Task brief: Only the lines that hold "MessageBus" should be in the answer, each copied from the data below.

Material to process:
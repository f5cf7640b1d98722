//! In-process message bus.
//!
//! Each participant registers a named endpoint and receives an owned
//! mailbox. Delivery is in send order per (sender, receiver) pair
//! (stronger here: per receiver), never blocks the sender, and silently
//! drops traffic for unknown endpoints; the protocol treats that the
//! same as a network partition.
//!
//! `link` mirrors a process link: once `a` links against `b`, `a`
//! receives [`Message::Exited`] when `b`'s mailbox is deregistered or
//! dropped. Linking against an unknown endpoint fires `Exited`
//! immediately.

use std::collections::{HashMap, HashSet};
use std::fmt;
use std::sync::{Arc, Mutex};

use serde::{Deserialize, Serialize};
use tokio::sync::mpsc;
use tracing::debug;

use crate::messages::Message;

/// The address of a mailbox on the bus.
#[derive(Debug, Clone, PartialEq, Eq, Hash, PartialOrd, Ord, Serialize, Deserialize)]
#[serde(transparent)]
pub struct Endpoint(String);

impl Endpoint {
    pub fn new(name: impl Into<String>) -> Self {
        Self(name.into())
    }

    pub fn as_str(&self) -> &str {
        &self.0
    }
}

impl fmt::Display for Endpoint {
    fn fmt(&self, f: &mut fmt::Formatter<'_>) -> fmt::Result {
        write!(f, "{}", self.0)
    }
}

impl From<&str> for Endpoint {
    fn from(name: &str) -> Self {
        Self(name.to_string())
    }
}

/// One delivered message plus its sender.
#[derive(Debug, Clone)]
pub struct Envelope {
    pub from: Endpoint,
    pub message: Message,
}

struct Inner {
    endpoints: HashMap<Endpoint, mpsc::UnboundedSender<Envelope>>,
    /// target -> endpoints observing it.
    links: HashMap<Endpoint, HashSet<Endpoint>>,
}

/// A cheaply cloneable handle to the shared bus.
#[derive(Clone)]
pub struct MessageBus {
    inner: Arc<Mutex<Inner>>,
}

impl Default for MessageBus {
    fn default() -> Self {
        Self::new()
    }
}

impl MessageBus {
    pub fn new() -> Self {
        Self {
            inner: Arc::new(Mutex::new(Inner {
                endpoints: HashMap::new(),
                links: HashMap::new(),
            })),
        }
    }

    /// Registers (or replaces) the named endpoint and returns its
    /// mailbox. Replacing an endpoint notifies observers of the old one.
    pub fn register(&self, name: impl Into<String>) -> Mailbox {
        let endpoint = Endpoint::new(name);
        let (tx, rx) = mpsc::unbounded_channel();

        let observers = {
            let mut inner = self.inner.lock().expect("bus lock poisoned");
            let replaced = inner.endpoints.insert(endpoint.clone(), tx.clone()).is_some();
            if replaced {
                self.collect_observers(&mut inner, &endpoint)
            } else {
                Vec::new()
            }
        };
        self.notify_exited(&endpoint, observers);

        Mailbox {
            endpoint,
            rx,
            tx,
            bus: self.clone(),
        }
    }

    /// Removes the endpoint, notifying everything linked against it.
    pub fn deregister(&self, endpoint: &Endpoint) {
        let observers = {
            let mut inner = self.inner.lock().expect("bus lock poisoned");
            if inner.endpoints.remove(endpoint).is_none() {
                return;
            }
            self.collect_observers(&mut inner, endpoint)
        };
        self.notify_exited(endpoint, observers);
    }

    /// Delivers a message. Returns false (after a debug log) if the
    /// destination is unknown or its mailbox is gone.
    pub fn send(&self, from: &Endpoint, to: &Endpoint, message: Message) -> bool {
        let tx = {
            let inner = self.inner.lock().expect("bus lock poisoned");
            inner.endpoints.get(to).cloned()
        };

        match tx {
            Some(tx) => tx
                .send(Envelope {
                    from: from.clone(),
                    message,
                })
                .is_ok(),
            None => {
                debug!(from = %from, to = %to, "Dropping message for unknown endpoint");
                false
            }
        }
    }

    /// Observes `target`: `observer` receives [`Message::Exited`] when
    /// `target` deregisters. Fires immediately if `target` is unknown.
    pub fn link(&self, observer: &Endpoint, target: &Endpoint) {
        let alive = {
            let mut inner = self.inner.lock().expect("bus lock poisoned");
            let alive = inner.endpoints.contains_key(target);
            if alive {
                inner
                    .links
                    .entry(target.clone())
                    .or_default()
                    .insert(observer.clone());
            }
            alive
        };

        if !alive {
            self.notify_exited(target, vec![observer.clone()]);
        }
    }

    /// Whether the endpoint currently has a mailbox.
    pub fn is_registered(&self, endpoint: &Endpoint) -> bool {
        let inner = self.inner.lock().expect("bus lock poisoned");
        inner.endpoints.contains_key(endpoint)
    }

    fn collect_observers(&self, inner: &mut Inner, target: &Endpoint) -> Vec<Endpoint> {
        inner
            .links
            .remove(target)
            .map(|set| set.into_iter().collect())
            .unwrap_or_default()
    }

    fn notify_exited(&self, target: &Endpoint, observers: Vec<Endpoint>) {
        for observer in observers {
            self.send(
                target,
                &observer,
                Message::Exited {
                    endpoint: target.clone(),
                },
            );
        }
    }
}

/// An owned mailbox; dropping it deregisters the endpoint (unless the
/// name has since been re-registered by a newer mailbox).
pub struct Mailbox {
    endpoint: Endpoint,
    rx: mpsc::UnboundedReceiver<Envelope>,
    tx: mpsc::UnboundedSender<Envelope>,
    bus: MessageBus,
}

impl Mailbox {
    pub fn endpoint(&self) -> &Endpoint {
        &self.endpoint
    }

    /// Receives the next envelope; `None` once deregistered elsewhere.
    pub async fn recv(&mut self) -> Option<Envelope> {
        self.rx.recv().await
    }

    /// Non-blocking receive, for draining in tests.
    pub fn try_recv(&mut self) -> Option<Envelope> {
        self.rx.try_recv().ok()
    }
}

impl Drop for Mailbox {
    fn drop(&mut self) {
        let observers = {
            let mut inner = self.bus.inner.lock().expect("bus lock poisoned");
            match inner.endpoints.get(&self.endpoint) {
                Some(current) if current.same_channel(&self.tx) => {
                    inner.endpoints.remove(&self.endpoint);
                    self.bus.collect_observers(&mut inner, &self.endpoint)
                }
                _ => return,
            }
        };
        self.bus.notify_exited(&self.endpoint, observers);
    }
}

Result of this exercise:
pub struct MessageBus {
impl Default for MessageBus {
impl MessageBus {
    bus: MessageBus,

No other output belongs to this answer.